The diamond, which generated a great amount of interest during the annual Magnificent Jewels auction due to its size, is categorized as a "Fancy Vivid" diamond, which is the highest grade of diamond color intensity. Only 1 in 100,000 diamonds are considered "Fancy Vivid."
"The saturation, the intensity of this stone is as good as it gets in a colored diamond," Rahul Kadakia, Christie's international head of jewelry, said on Christies.com.
"To find a diamond of this size with this color is pretty much unreal," he continues. "You may see this color in a pink diamond of less than one carat. But this is almost 19 carats, and it's as pink as can be. It's unbelievable," Kadakia added.

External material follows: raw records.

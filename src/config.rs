use crate::engine::fuel::FuelModel;
use crate::engine::rules::{RuleProfile, Thresholds};
use crate::engine::sink::DEFAULT_RETENTION;
use crate::engine::EngineConfig;
use crate::feed::{KafkaSettings, ReconnectPolicy};
use crate::models::message::parse_timestamp;
use anyhow::{anyhow, bail, Result};
use chrono::{DateTime, Utc};
use dotenvy::dotenv;
use std::env;
use std::str::FromStr;
use std::time::Duration;

/// Replays one device's history instead of following the live feed.
#[derive(Debug, Clone, PartialEq)]
pub struct ReplayConfig {
    pub device_id: String,
    pub from: DateTime<Utc>,
    pub to: DateTime<Utc>,
}

#[derive(Debug, Clone)]
pub struct AppConfig {
    pub traccar_url: String,
    pub traccar_user: String,
    pub traccar_password: String,
    pub http_timeout_secs: u64,
    pub poll_interval_secs: u64,
    /// Push feed; `None` when `KAFKA_BOOTSTRAP_SERVERS` is unset.
    pub kafka: Option<KafkaSettings>,
    pub reconnect_base_ms: u64,
    pub reconnect_max_attempts: u32,
    pub profile: RuleProfile,
    pub thresholds: Thresholds,
    pub fuel: FuelModel,
    pub retention: usize,
    pub liveness_interval_secs: u64,
    pub replay: Option<ReplayConfig>,
    pub log_level: String,
}

impl AppConfig {
    pub fn load() -> Result<Self> {
        dotenv().ok();
        Self::from_lookup(|key| env::var(key).ok())
    }

    /// Builds the config from any key lookup. Unset or unparseable numeric
    /// values fall back to their defaults.
    pub fn from_lookup<F>(lookup: F) -> Result<Self>
    where
        F: Fn(&str) -> Option<String>,
    {
        let var = |key: &str| lookup(key).filter(|v| !v.trim().is_empty());
        let string_or = |key: &str, default: &str| var(key).unwrap_or_else(|| default.to_string());

        let traccar_url = string_or("TRACCAR_URL", "http://localhost:8082");
        let traccar_user = string_or("TRACCAR_USER", "admin");
        let traccar_password = var("TRACCAR_PASSWORD").unwrap_or_default();
        let http_timeout_secs = parse_or(var("HTTP_TIMEOUT_SECS"), 10);
        let poll_interval_secs = parse_or::<u64>(var("POLL_INTERVAL_SECS"), 5).max(1);

        let kafka = var("KAFKA_BOOTSTRAP_SERVERS").map(|bootstrap_servers| KafkaSettings {
            bootstrap_servers,
            topic: string_or("KAFKA_TOPIC", "siscom-positions"),
            group_id: string_or("KAFKA_GROUP_ID", "siscom-alerts-consumer"),
            auto_offset_reset: string_or("KAFKA_AUTO_OFFSET_RESET", "latest"),
            security_protocol: string_or("KAFKA_SECURITY_PROTOCOL", "SASL_PLAINTEXT"),
            sasl_mechanism: string_or("KAFKA_SASL_MECHANISM", "SCRAM-SHA-256"),
            username: var("KAFKA_USERNAME").unwrap_or_default(),
            password: var("KAFKA_PASSWORD").unwrap_or_default(),
        });

        let reconnect_base_ms = parse_or(var("RECONNECT_BASE_MS"), 3_000);
        let reconnect_max_attempts = parse_or(var("RECONNECT_MAX_ATTEMPTS"), 5);

        let profile = match var("ALERT_PROFILE") {
            Some(p) => RuleProfile::from_str(&p).map_err(|e| anyhow!(e))?,
            None => RuleProfile::default(),
        };
        let mut thresholds = Thresholds::for_profile(profile);
        thresholds.speed_limit_kmh = parse_or(var("ALERT_SPEED_LIMIT_KMH"), thresholds.speed_limit_kmh);
        thresholds.low_fuel_percent = parse_or(var("ALERT_LOW_FUEL_PERCENT"), thresholds.low_fuel_percent);
        thresholds.low_battery_percent =
            parse_or(var("ALERT_LOW_BATTERY_PERCENT"), thresholds.low_battery_percent);
        thresholds.harsh_braking_kmh = parse_or(var("ALERT_HARSH_BRAKING_KMH"), thresholds.harsh_braking_kmh);
        thresholds.harsh_acceleration_kmh =
            parse_or(var("ALERT_HARSH_ACCELERATION_KMH"), thresholds.harsh_acceleration_kmh);
        thresholds.harsh_cornering_deg =
            parse_or(var("ALERT_HARSH_CORNERING_DEG"), thresholds.harsh_cornering_deg);
        thresholds.high_temperature_c =
            parse_or(var("ALERT_HIGH_TEMPERATURE_C"), thresholds.high_temperature_c);
        if let Some(secs) = var("DRIVER_MISSING_AFTER_SECS").and_then(|v| v.parse::<i64>().ok()) {
            thresholds.driver_missing_after = chrono::Duration::seconds(secs);
        }
        if let Some(secs) = var("OFFLINE_AFTER_SECS").and_then(|v| v.parse::<i64>().ok()) {
            thresholds.offline_after = chrono::Duration::seconds(secs);
        }

        let defaults = FuelModel::default();
        let fuel = FuelModel {
            tank_capacity_l: parse_or(var("FUEL_TANK_CAPACITY_L"), defaults.tank_capacity_l),
            km_per_litre: parse_or(var("FUEL_KM_PER_LITRE"), defaults.km_per_litre),
        };

        let retention = parse_or(var("ALERT_RETENTION"), DEFAULT_RETENTION);
        let liveness_interval_secs = parse_or::<u64>(var("LIVENESS_INTERVAL_SECS"), 60).max(1);

        let replay = match var("REPLAY_DEVICE_ID") {
            Some(device_id) => {
                let from = required_timestamp(var("REPLAY_FROM"), "REPLAY_FROM")?;
                let to = required_timestamp(var("REPLAY_TO"), "REPLAY_TO")?;
                if from > to {
                    bail!("REPLAY_FROM must not be after REPLAY_TO");
                }
                Some(ReplayConfig { device_id, from, to })
            }
            None => None,
        };

        let log_level = string_or("LOG_LEVEL", "info");

        Ok(Self {
            traccar_url,
            traccar_user,
            traccar_password,
            http_timeout_secs,
            poll_interval_secs,
            kafka,
            reconnect_base_ms,
            reconnect_max_attempts,
            profile,
            thresholds,
            fuel,
            retention,
            liveness_interval_secs,
            replay,
            log_level,
        })
    }

    pub fn engine_config(&self) -> EngineConfig {
        EngineConfig {
            thresholds: self.thresholds.clone(),
            fuel: self.fuel,
            retention: self.retention,
            ..EngineConfig::default()
        }
    }

    pub fn reconnect_policy(&self) -> ReconnectPolicy {
        ReconnectPolicy {
            base: Duration::from_millis(self.reconnect_base_ms),
            max_attempts: self.reconnect_max_attempts,
        }
    }
}

fn parse_or<T: FromStr>(value: Option<String>, default: T) -> T {
    value.and_then(|v| v.trim().parse().ok()).unwrap_or(default)
}

fn required_timestamp(value: Option<String>, key: &str) -> Result<DateTime<Utc>> {
    let raw = value.ok_or_else(|| anyhow!("{} is required for replay", key))?;
    parse_timestamp(&raw).ok_or_else(|| anyhow!("{} is not a valid timestamp: {}", key, raw))
}

#[cfg(test)]
mod tests {
    use super::*;
    use std::collections::HashMap;

    fn config(pairs: &[(&str, &str)]) -> Result<AppConfig> {
        let vars: HashMap<String, String> = pairs
            .iter()
            .map(|(k, v)| (k.to_string(), v.to_string()))
            .collect();
        AppConfig::from_lookup(|key| vars.get(key).cloned())
    }

    #[test]
    fn defaults_without_environment() {
        let cfg = config(&[]).unwrap();
        assert_eq!(cfg.traccar_url, "http://localhost:8082");
        assert_eq!(cfg.poll_interval_secs, 5);
        assert!(cfg.kafka.is_none());
        assert!(cfg.replay.is_none());
        assert_eq!(cfg.profile, RuleProfile::General);
        assert_eq!(cfg.thresholds.speed_limit_kmh, 20.0);
        assert_eq!(cfg.retention, 1_000);
        assert_eq!(cfg.reconnect_policy(), ReconnectPolicy::default());
        assert_eq!(cfg.log_level, "info");
    }

    #[test]
    fn profile_and_overrides() {
        let cfg = config(&[
            ("ALERT_PROFILE", "protocol"),
            ("ALERT_LOW_FUEL_PERCENT", "15"),
            ("OFFLINE_AFTER_SECS", "300"),
            ("FUEL_TANK_CAPACITY_L", "400"),
            ("POLL_INTERVAL_SECS", "not-a-number"),
        ])
        .unwrap();
        assert_eq!(cfg.thresholds.speed_limit_kmh, 60.0);
        assert_eq!(cfg.thresholds.low_fuel_percent, 15.0);
        assert_eq!(cfg.thresholds.offline_after, chrono::Duration::minutes(5));
        assert_eq!(cfg.engine_config().fuel.tank_capacity_l, 400.0);
        assert_eq!(cfg.poll_interval_secs, 5);

        let explicit = config(&[("ALERT_PROFILE", "protocol"), ("ALERT_SPEED_LIMIT_KMH", "90")]).unwrap();
        assert_eq!(explicit.thresholds.speed_limit_kmh, 90.0);
    }

    #[test]
    fn unknown_profile_is_rejected() {
        assert!(config(&[("ALERT_PROFILE", "strict")]).is_err());
    }

    #[test]
    fn kafka_enabled_by_bootstrap_servers() {
        let cfg = config(&[("KAFKA_BOOTSTRAP_SERVERS", "broker:9092"), ("KAFKA_TOPIC", "gps")]).unwrap();
        let kafka = cfg.kafka.unwrap();
        assert_eq!(kafka.bootstrap_servers, "broker:9092");
        assert_eq!(kafka.topic, "gps");
        assert_eq!(kafka.group_id, "siscom-alerts-consumer");
        assert!(kafka.username.is_empty());
    }

    #[test]
    fn replay_window_is_validated() {
        let cfg = config(&[
            ("REPLAY_DEVICE_ID", "12"),
            ("REPLAY_FROM", "2025-11-29T00:00:00Z"),
            ("REPLAY_TO", "2025-11-29 12:00:00"),
        ])
        .unwrap();
        let replay = cfg.replay.unwrap();
        assert_eq!(replay.device_id, "12");
        assert!(replay.from < replay.to);

        assert!(config(&[("REPLAY_DEVICE_ID", "12")]).is_err());
        assert!(config(&[
            ("REPLAY_DEVICE_ID", "12"),
            ("REPLAY_FROM", "2025-11-30T00:00:00Z"),
            ("REPLAY_TO", "2025-11-29T00:00:00Z"),
        ])
        .is_err());
    }
}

Although Christie's did not reveal the auction winner, the diamond once belonged to the Oppenheimer family, who ran the De Beers diamond mining company until 2011 before selling it to Anglo American, a multinational mining company based in Johannesburg, South Africa, and London, UK.
In April 2017, a 60-carat diamond called the Pink Star was sold at Sotheby's auction house in Hong Kong for $71.2 million, becoming the most expensive and largest ever polished diamond ever sold at auction.
In November of last year, the Pink Promise diamond, at almost 15 carats, sold for $32.5 million at Christie's in Hong Kong.
In addition to diamonds, a painting by British artist David Hockney is scheduled to be sold at Christie's Post-War and Contemporary Art Evening Sale at New York's Rockefeller Center on November 15 for around $80 million.